In terms of AEs, the authors reported that 25% in the digoxin group had at least one AE versus 64% in the bisoprolol group (P<0.001). “There were 29 treatment-related AEs and 16 serious AEs in the digoxin group vs 142 and 37, respectively, in the bisoprolol group,” Kotecha’s group wrote.
They also noted that 96% of patients randomized to digoxin were still taking the drug versus 89% randomized to bisoprolol, while 9% in the latter group switched to an alternative β-blocker due to AEs. And 6.8% of those in the digoxin group required an additional drug for heart rate control compared with 1.4% in the bisoprolol group. Finally, 5.0% of patients in the digoxin group died versus 8.8% on bisoprolol or another ß-blocker (1.3% versus 5.5%, respectively, related to cardiovascular causes).

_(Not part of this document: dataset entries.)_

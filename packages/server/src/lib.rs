//! Venuecast realtime server library.
//!
//! Clients hold a WebSocket connection, join named rooms, and receive
//! broadcast events addressed to those rooms or to everyone.

// layers
pub mod domain;
pub mod infrastructure;
pub mod ui;
pub mod usecase;

// wiring
pub mod bootstrap;
pub mod config;
pub mod hub;

pub use hub::InMemoryHubRepository;
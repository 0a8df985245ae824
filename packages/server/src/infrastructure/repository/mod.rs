//! Repository 実装
//!
//! - `inmemory`: Hub をそのままインメモリ DB として使う実装

pub mod inmemory;

pub use inmemory::InMemoryHubRepository;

Study limitations included the facts that the trial lacked power to compare major CV AEs and that the results “do not apply to patients with severe reduction in [left ventricular EF], or to those admitted with uncontrolled AFib or decompensated heart failure because acute heart rate control in these scenarios is often more challenging,” the authors explained.
There was no statistically significant difference in quality of life at 6 months for patients, ages ≥60, with permanent atrial fibrillation (AFib) and symptoms of heart failure whether they were treated with low-dose digoxin or bisoprolol.
Among patients with permanent AFib who do not tolerate β-blockers, digoxin may be an option as a second-line agent.
Shalmali Pal, Contributing Writer, BreakingMED™
The RATE-AF trial was funded by the National Institute for Health Research (NIHR) and the British Heart Foundation accelerator award to the University of Birmingham Institute of Cardiovascular Sciences.
Kotecha reported support from, and/or relationships with, NIHR, the British Heart Foundation, the European Union-European Federation of Pharma Industries and Associations Innovative Medicines Initiative BigData@Heart, the European Society of Cardiology/Boehringer Ingelheim/Bristol-Myers Squibb-Pfizer Alliance/Bayer/Daiichi-Sankyo/Boston Scientific, IRCCS San Raffaele/Menarini Research, Bayer, AtriCure, Amomed, and Myokardia. Co-authors reported support from, and/or relationships with, multiple companies and organizations.
Curfman reported no relationships relevant to the contents of this paper to disclose.